Originally posted by EinsteinMind
Aha. So you do know Geisler? 🙄 I think it's pretty big for me being a senior in high school. 😏 I like unloading the biggest arguments that I can. =|
Plus, Geisler's is not strictly ontological. 🙄🙄🙄
[b]End of thread.
Telerion, if you know what I'm talking about, and if you can refute it, please do (through private messaging), be ...[text shortened]... y arguers and my supporters, whomever you are (even though it wasn't much of an argument).[/b]
I may think it over and try to help you. Let me commend you on your apparent interest in learning. Never abandon it, no matter where it takes you. Like DavidC wrote you earlier, the best person to speak to about philosophy (if you ready to think and really want to learn something) is Bbar, a resident PhD (hopefully by now anyway) in Philosophy, who is especially interested in epistemiology. The good Dr. Scribbles is quite sharp and can lay it down, as can LemonJello. I believe that there are several members on here with formal backgrounds in philosophy as well as an even larger set that can think and write more clearly than me.
Personally, I'm always a little hesistant to enter into conversations with people who draw on guys like Geisler (or McDowell or Strobel, etc.) as their sources. Reading through some of their work (what little I could tolerate), left me with the impression that these men have no interest in intellectual truth but rather in making money and preaching to the choir. Their central arguments always rely on disturbingly conspicuous fallacies, obvious to most all but their fan club. In this respect, they are to philosophy what Answers in Genesis or the Discovery Institute is to science.

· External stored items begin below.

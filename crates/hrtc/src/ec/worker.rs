// SPDX-License-Identifier: Apache-2.0 OR MIT
// Copyright (c) 2025-2026 naskel.com

//! Participant list of an execution context.

use crate::rtc::{ComponentStateMachine, RtObject};
use arc_swap::ArcSwap;
use std::sync::Arc;

/// State machines of the participating components.
///
/// Readers take a lock-free snapshot, so a tick never blocks
/// `add_component`/`remove_component`.
#[derive(Default)]
pub struct ExecutionContextWorker {
    comps: ArcSwap<Vec<Arc<ComponentStateMachine>>>,
}

impl ExecutionContextWorker {
    pub fn new() -> Self {
        Self::default()
    }

    pub fn add(&self, sm: Arc<ComponentStateMachine>) {
        self.comps.rcu(|cur| {
            let mut next = Vec::clone(cur);
            next.push(sm.clone());
            next
        });
    }

    pub fn remove(&self, comp: &RtObject) -> Option<Arc<ComponentStateMachine>> {
        let found = self.find(comp)?;
        self.comps.rcu(|cur| {
            cur.iter()
                .filter(|sm| !sm.is(comp))
                .cloned()
                .collect::<Vec<_>>()
        });
        Some(found)
    }

    pub fn find(&self, comp: &RtObject) -> Option<Arc<ComponentStateMachine>> {
        self.comps.load().iter().find(|sm| sm.is(comp)).cloned()
    }

    pub fn snapshot(&self) -> Arc<Vec<Arc<ComponentStateMachine>>> {
        self.comps.load_full()
    }

    pub fn len(&self) -> usize {
        self.comps.load().len()
    }

    pub fn is_empty(&self) -> bool {
        self.comps.load().is_empty()
    }

    /// One tick: step every participant in registration order.
    pub fn invoke(&self) {
        let comps = self.comps.load_full();
        for sm in comps.iter() {
            sm.work();
        }
    }
}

Reading back over the structure of your argument is unclear to me. It seems that you want to lead us along some prescribed line of reasoning (most likely sketched out in one of Norm's texts). It would be nice if you would state your entire argument in a single post, beginning with any major assumption, and then working logically to your intended conclusion. That way you can get your point across without being led off your intended path by many pages of questions, minor counterpoints, and confused objections (since likely none of us really knows where you're heading with this). Likewise we can read your idea for ourselves and evaluate it as a whole rather than playing a game of cat and mouse.
This would be particularly nice because just in my first reading of your posts I think I've found some strong confusion. For instance you make a claim that you will be arriving at a proof of "the God of Theism," but it should be apparent that "the God of Theism" does not exist. As a simple counterexample, note that theism contains polytheism as a proper subset. Polytheism is characterized by the belief in more than one god. Therefore there cannot be a single "God of Theism." Later in the thread you amend your claim a bit (though it appears you do not yet realize it) by describing this god you have in mind as "omni-potent (sic), omniscient, and omnipresent" as well as "beyond space and time and yet still works through time." Now the second phrase is incomprehensible. It is easy to claim but has no logical value in the same way as if you had said that your god is more north than the North Pole. It makes for a handy semantic parachute in case you get into trouble at somewhere, but from an intellectual standpoint it is nonsense. So, again, I think that you would do well to be up front and present your entire argument for the existence of an "omni-potent (sic), omniscient, and omnipresent" being that you will call "God" in a single post that we might better understand (helping us) and perhaps better critique you (helping you).
Also as an aside, if you are truly interested in philosophy, I'd drop apologists from your reading list. They go about learning backwards. They assume without genuine question that they have the answers and then attempt to find some logical path to prove it, ignoring any evidence or reasoning which casts doubt upon or rejects their primal assumptions. One should let her reasoning guide her conclusions, not the other way around.